Saturday, November 09, 2013

Multicollinearity and collinearity (in multiple regression) - a tutorial

This blog post was written for undergraduate research methods teaching. I have therefore tried to keep everything relatively simple and equation-free. The content is based loosely on more detailed material in my book Serious stats.


What are collinearity and multicollinearity?

Collinearity occurs when two predictor variables (e.g., x1 and x2) in a multiple regression have a non-zero correlation. Multicollinearity occurs when more than two predictor variables (e.g., x1, x2 and x3) are inter-correlated.

How common is collinearity or multicollinearity?

If you collect observational data or data from a non-experimental or quasi-experimental study collinearity or multicollinearity will nearly always be present. The only studies where it won’t tend to occur (unless you are very, very lucky) is in certain designed experiments – notably fully balanced designs such as a factorial ANOVA with equal n per cell. Thus the most important issue is not whether multicollinearity or collinearity is present but what impact it has on your analysis.

Do collinearity or multicollinearity matter?

I find it helpful to break down collinearity and multicollinearity into three situations, of which only the third is common.

[Note: From here on I’ll just use the terms collinearity and multicollinearity more or less interchangeably for convenience. This is also common practice in the literature]

1. Perfect collinearity. If two or more predictors are perfectly collinear (you can perfectly predict one from some combination of the others) then your multiple regression software will either not run (e.g., return an error) or it will drop one or more predictors (and possibly also return an error). Perfect collinearity happens a lot by accident (e.g., if you enter two versions of an identical variable such as the mean score and total score of a scale, or dummy codes for every category of a categorical predictor).

2. Almost perfect collinearity. If the correlation between predictors isn’t quite perfect (but is very close to r = 1) then this can sometimes cause “estimation problems” (meaning that the software you are using might be able to run the analysis or might generate incomplete output). Most modern software can cope with this situation just fine – but even then estimates will be hard to interpret (e.g., be implausibly high or low and have very large standard errors). If your software can cope with this situation then technically the estimates will be correct and you just have an extreme form of situation 3 below.

3. Multicollinearity. As already noted, most situations in which you would use regression (apart from certain designed experiments) involve a degree of multicollinearity. So if a method section ever claims that “multicollinearity is not present”, generally this will be untrue. A better statement to make is something along the lines of “there were no problems with multicollinearity”. However, generally this will also be untrue. For this to be true, the degree of multicollinearity needs to be very small or the sample size very large (or both).

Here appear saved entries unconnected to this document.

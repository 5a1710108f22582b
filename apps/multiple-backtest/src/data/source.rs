//! Price data collaborator port and adapters.
//!
//! The core only ever sees a [`PriceSeries`]; fetching, column selection and
//! renaming to the canonical `date`/`price` pair happen here.

use std::collections::{BTreeMap, HashMap};
use std::path::{Path, PathBuf};

use chrono::NaiveDate;
use serde::{Deserialize, Serialize};
use tracing::{debug, info};

use super::series::{PricePoint, PriceSeries};
use crate::error::{BacktestError, BacktestResult};

/// Placeholder substituted with the symbol in file path templates.
pub const SYMBOL_PLACEHOLDER: &str = "{symbol}";

/// Source of historical prices.
pub trait PriceDataSource: Send + Sync {
    /// Fetch `price_field` for `symbol` between `start` and `end` (inclusive),
    /// renamed to the canonical `price` column and sorted ascending by date.
    ///
    /// # Errors
    ///
    /// Returns [`BacktestError::DataSource`] if the symbol or field is unknown
    /// or the underlying storage cannot be read, and
    /// [`BacktestError::InvalidSeries`] if the rows contain duplicate dates.
    fn fetch(
        &self,
        start: NaiveDate,
        end: NaiveDate,
        price_field: &str,
        symbol: &str,
    ) -> BacktestResult<PriceSeries>;

    /// Get the name of this data source.
    fn name(&self) -> &'static str;
}

/// A raw row with a date and any number of named price columns
/// (`Open`, `High`, `Close`, ...).
#[derive(Debug, Clone, PartialEq, Serialize, Deserialize)]
pub struct PriceRecord {
    /// Observation date.
    pub date: NaiveDate,
    /// Named price columns.
    #[serde(flatten)]
    pub fields: BTreeMap<String, f64>,
}

impl PriceRecord {
    /// Create a record with a single named field.
    #[must_use]
    pub fn single(date: NaiveDate, field: &str, value: f64) -> Self {
        let mut fields = BTreeMap::new();
        fields.insert(field.to_string(), value);
        Self { date, fields }
    }
}

/// Select one column from raw records inside `[start, end]` and build the
/// canonical series.
fn select_field(
    source_name: &'static str,
    records: &[PriceRecord],
    start: NaiveDate,
    end: NaiveDate,
    price_field: &str,
) -> BacktestResult<PriceSeries> {
    let mut points = Vec::new();

    for record in records.iter().filter(|r| r.date >= start && r.date <= end) {
        let price = record
            .fields
            .get(price_field)
            .copied()
            .ok_or_else(|| BacktestError::DataSource {
                source_name: source_name.to_string(),
                message: format!("row {} has no '{price_field}' column", record.date),
            })?;
        points.push(PricePoint::new(record.date, price));
    }

    points.sort_by_key(|p| p.date);
    PriceSeries::new(points)
}

/// In-memory data source for testing.
#[derive(Debug, Default)]
pub struct InMemoryPriceSource {
    data: HashMap<String, Vec<PriceRecord>>,
}

impl InMemoryPriceSource {
    /// Create a new empty in-memory data source.
    #[must_use]
    pub fn new() -> Self {
        Self::default()
    }

    /// Add records for a symbol, replacing any previous ones.
    pub fn add_records(&mut self, symbol: &str, records: Vec<PriceRecord>) {
        self.data.insert(symbol.to_string(), records);
    }
}

impl PriceDataSource for InMemoryPriceSource {
    fn fetch(
        &self,
        start: NaiveDate,
        end: NaiveDate,
        price_field: &str,
        symbol: &str,
    ) -> BacktestResult<PriceSeries> {
        let records = self
            .data
            .get(symbol)
            .ok_or_else(|| BacktestError::DataSource {
                source_name: self.name().to_string(),
                message: format!("no data for symbol '{symbol}'"),
            })?;

        select_field(self.name(), records, start, end, price_field)
    }

    fn name(&self) -> &'static str {
        "InMemory"
    }
}

/// Reads a JSON array of [`PriceRecord`]s from disk.
///
/// The path may contain `{symbol}`, e.g. `data/{symbol}.json`.
#[derive(Debug, Clone)]
pub struct JsonFilePriceSource {
    path_template: String,
}

impl JsonFilePriceSource {
    /// Create a source reading from `path_template`.
    #[must_use]
    pub fn new(path_template: impl Into<String>) -> Self {
        Self {
            path_template: path_template.into(),
        }
    }

    /// Resolve the file path for a symbol.
    #[must_use]
    pub fn path_for(&self, symbol: &str) -> PathBuf {
        PathBuf::from(self.path_template.replace(SYMBOL_PLACEHOLDER, symbol))
    }

    fn read_records(&self, path: &Path) -> BacktestResult<Vec<PriceRecord>> {
        let contents = std::fs::read_to_string(path).map_err(|e| BacktestError::DataSource {
            source_name: self.name().to_string(),
            message: format!("failed to read '{}': {e}", path.display()),
        })?;

        serde_json::from_str(&contents).map_err(|e| BacktestError::DataSource {
            source_name: self.name().to_string(),
            message: format!("failed to parse '{}': {e}", path.display()),
        })
    }
}

impl PriceDataSource for JsonFilePriceSource {
    fn fetch(
        &self,
        start: NaiveDate,
        end: NaiveDate,
        price_field: &str,
        symbol: &str,
    ) -> BacktestResult<PriceSeries> {
        let path = self.path_for(symbol);
        debug!(path = %path.display(), symbol, "Reading price file");

        let records = self.read_records(&path)?;
        let series = select_field(self.name(), &records, start, end, price_field)?;

        info!(
            symbol,
            price_field,
            rows = series.len(),
            start = ?series.start_date(),
            end = ?series.end_date(),
            "Loaded price series"
        );

        Ok(series)
    }

    fn name(&self) -> &'static str {
        "JsonFile"
    }
}

#[cfg(test)]
mod tests {
    use std::io::Write;

    use super::*;

    fn date(y: i32, m: u32, d: u32) -> NaiveDate {
        NaiveDate::from_ymd_opt(y, m, d).unwrap()
    }

    fn records() -> Vec<PriceRecord> {
        vec![
            PriceRecord::single(date(2023, 1, 2), "Open", 110.0),
            PriceRecord::single(date(2023, 1, 1), "Open", 100.0),
            PriceRecord::single(date(2023, 1, 3), "Open", 120.0),
        ]
    }

    #[test]
    fn test_in_memory_fetch_sorts_and_filters() {
        let mut source = InMemoryPriceSource::new();
        source.add_records("BTC-USD", records());

        let series = source
            .fetch(date(2023, 1, 1), date(2023, 1, 2), "Open", "BTC-USD")
            .unwrap();

        assert_eq!(series.len(), 2);
        assert_eq!(series.points()[0].price, 100.0);
        assert_eq!(series.points()[1].price, 110.0);
    }

    #[test]
    fn test_in_memory_unknown_symbol() {
        let source = InMemoryPriceSource::new();
        let result = source.fetch(date(2023, 1, 1), date(2023, 1, 2), "Open", "ETH-USD");
        assert!(matches!(result, Err(BacktestError::DataSource { .. })));
    }

    #[test]
    fn test_missing_field_is_reported() {
        let mut source = InMemoryPriceSource::new();
        source.add_records("BTC-USD", records());

        let result = source.fetch(date(2023, 1, 1), date(2023, 1, 3), "Close", "BTC-USD");
        let Err(BacktestError::DataSource { message, .. }) = result else {
            panic!("expected DataSource error for missing column");
        };
        assert!(message.contains("Close"));
    }

    #[test]
    fn test_json_file_source_renames_field() {
        let dir = tempfile::tempdir().unwrap();
        let path = dir.path().join("BTC-USD.json");
        let mut file = std::fs::File::create(&path).unwrap();
        write!(
            file,
            r#"[
                {{"date": "2023-01-01", "Open": 100.0, "Close": 105.0}},
                {{"date": "2023-01-02", "Open": 110.0, "Close": 115.0}}
            ]"#
        )
        .unwrap();

        let template = dir.path().join("{symbol}.json");
        let source = JsonFilePriceSource::new(template.to_string_lossy().to_string());
        let series = source
            .fetch(date(2023, 1, 1), date(2023, 12, 31), "Close", "BTC-USD")
            .unwrap();

        assert_eq!(series.len(), 2);
        assert_eq!(series.last_price(), Some(115.0));
    }

    #[test]
    fn test_json_file_source_missing_file() {
        let source = JsonFilePriceSource::new("/nonexistent/{symbol}.json");
        let result = source.fetch(date(2023, 1, 1), date(2023, 1, 2), "Open", "BTC-USD");
        assert!(matches!(result, Err(BacktestError::DataSource { .. })));
    }
}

Neither is common in psychological research.

To understand why it is necessary to consider what impact multicollinearity has on:

i) the overall regression model,
ii) estimates of the effects of individual predictors.

The good news

Multicollinearity has no impact on the overall regression model and associated statistics such as R2, F ratios and p values. It also should not generally have an impact on predictions made using the overall model. (The latter might not be true if the predictor correlations in the sample don’t reflect the correlations in the situation you are making predictions for – but that isn’t really a multicollinearity issue, but a consequence of having an unrepresentative sample).

The bad news

Multicollinearity is a problem if you are interested in the effects of individual predictors. This turns out to be a major issue in psychology because this is probably the main reason that psychologists use multiple regression: to tease apart the effects of different predictors. There are two main (albeit related) issues here: the first is a philosophical problem and the second is a statistical one.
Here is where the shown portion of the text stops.